Mechanism of Action of 4-Phenoxyphenoxyethyl Thiocyanate (WC-9) against Trypanosoma cruzi, the Causative Agent of Chagas Disease
Julio A. Urbina,1* Juan Luis Concepcion,2 Andrea Montalvetti,3 Juan B. Rodriguez,4 and Roberto Docampo3
Laboratorio de Quimica Biológica, Centro de Bioquimica y Biofisica, Instituto Venezolano de Investigaciones Cientificas, Carretera Panamericana, Caracas 1020,1
Laboratorio de Enzimología de Parásitos, Departamento de Biologia, Facultad de Ciencias, Universidad de Los Andes, La Hechicera, Merida, Venezuela,2
Laboratory of Molecular Parasitology, Department of Pathobiology and Center for Zoonoses Research, College of Veterinary Medicine, University of Illinois at Urbana-Champaign, Urbana, Illinois 61802,3
Departamento de Química Orgánica, Facultad de Ciencias Exactas y Naturales, Universidad de Buenos Aires, RA-1428 Buenos Aires, Argentina4
Received 2 December 2002/
Returned for modification 14 January 2003/
Accepted 6 March 2003

ABSTRACT
We investigated the molecular basis of the activity of 4-phenoxyphenoxyethyl
thiocyanate (WC-9) against
Trypanosoma cruzi, the etiological
agent of Chagas disease. We found that growth inhibition
of
T. cruzi epimastigotes induced by this compound was associated
with a reduction in the content of the parasite's endogenous
sterols due to a specific blockade of their de novo synthesis
at the level of squalene synthase.

TEXT
There is an urgent need for safer and more potent drugs for
the specific treatment of Chagas disease, the largest
parasitic disease burden in Latin America. Currently available
drugs have serious limitations due to limited efficacy, particularly
in the chronic stage of the disease, and frequent toxic side
effects (
25). The etiological agent of Chagas disease,
the kinetoplastid protozoan
Trypanosoma cruzi, has a complex
life cycle with proliferative and infective stages in both its
insect (
Reduviidae) vectors and mammalian hosts, where the parasite
develops intracellularly, leading to tissue damage compounded
by the ensuing inflammatory response (
2). There are 16 to 18
million people already infected in Latin America. Most of them
are in the chronic stage of the disease, in which 30 to 40%
will develop serious, often lethal, cardiac and gastrointestinal
tract lesions (
7,
25).
We have recently described the potent and selective in vitro activity of 4-phenoxyphenoxy and aryloxyethyl derivatives against both the extracellular epimastigote and the clinically relevant intracellular amastigote forms of T. cruzi, but the molecular mechanisms of these effects remained unclear (4, 8). T. cruzi and related trypanosomatid parasites have a strict requirement for specific endogenous sterols (ergosterol and analogs) for survival and growth and cannot use the abundant supply of cholesterol present in their mammalian hosts (14-17). We have shown that ergosterol biosynthesis inhibitors with potent in vitro activity and special pharmacokinetic properties in mammals (large volumes of distribution and long half-lives) can induce radical parasitological cure in animal models of both acute and chronic experimental Chagas disease (14-18). We decided to investigate the possible effect of 4-phenoxyphenoxyethylthiocyanate (WC-9), the most potent member of this group of compounds, on the de novo sterol biosynthesis in intact T. cruzi epimastigotes, because previous work indicated interference by this type of compounds with steroid biogenesis in mammals (22, 23).

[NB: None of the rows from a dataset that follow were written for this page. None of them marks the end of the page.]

use async_trait::async_trait;
use uuid::Uuid;

use crate::{Booking, BookingResult, Ticket};

/// What the combined settlement write did.
#[derive(Debug, Clone, Copy, PartialEq, Eq)]
pub enum SettleOutcome {
    /// Booking recorded and ticket count written.
    Applied,
    /// An earlier delivery already settled this booking id; nothing changed.
    AlreadySettled,
}

/// Durable source of truth for tickets and bookings.
#[async_trait]
pub trait Ledger: Send + Sync {
    async fn get_ticket(&self, id: Uuid) -> BookingResult<Option<Ticket>>;

    /// Inserts the ticket if its id is unknown. Returns `false` when a row
    /// already exists, which is left untouched.
    async fn add_ticket(&self, ticket: &Ticket) -> BookingResult<bool>;

    /// Writes the ticket back guarded by its concurrency token: fails with
    /// [`crate::BookingError::ConcurrencyConflict`] when the stored version no
    /// longer matches the one the caller read.
    async fn update_ticket(&self, ticket: &Ticket) -> BookingResult<()>;

    async fn get_booking(&self, id: Uuid) -> BookingResult<Option<Booking>>;

    /// Inserts the booking if its id is unknown. Returns `false` for a
    /// duplicate id.
    async fn add_booking(&self, booking: &Booking) -> BookingResult<bool>;

    /// Records the booking and writes the decremented ticket as one atomic
    /// unit. A duplicate booking id leaves the ticket untouched and reports
    /// [`SettleOutcome::AlreadySettled`]; a stale ticket version leaves the
    /// booking unrecorded and fails with a concurrency conflict.
    async fn settle(&self, ticket: &Ticket, booking: &Booking) -> BookingResult<SettleOutcome>;
}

WC-9 induced a dose-dependent effect on growth of the epimastigote form of the EP strain of parasite (Fig. 1). When the EP strain was grown in liver infusion tryptose (LIT) medium (6), the MIC for the organism (defined as the minimal concentration required to inhibit growth by >99% after 96 h) was 1 µM, in agreement with previous results with the Y strain (4). We analyzed the free sterol contents of control and treated cells by capillary gas-liquid chromatography coupled with mass spectrometry (18-21). We found (Table 1) that the growth-inhibitory effects of WC-9 were associated with a depletion of the parasite's endogenous sterols, ergosterol and its 24-ethyl analog, and a concomitant increase in the relative proportion of cholesterol, which is taken passively from the growth medium by the epimastigotes (18-21). At the MIC, an almost complete disappearance of the parasite's sterols was observed, with no accumulation of sterol intermediates (Table 1) (see reference 21 for a detailed description of the sterol biosynthesis pathway in T. cruzi epimastigotes) or precursors, such as lanosterol or squalene (not shown). These facts indicated a blockade of the biosynthetic pathway at a presqualene level (18).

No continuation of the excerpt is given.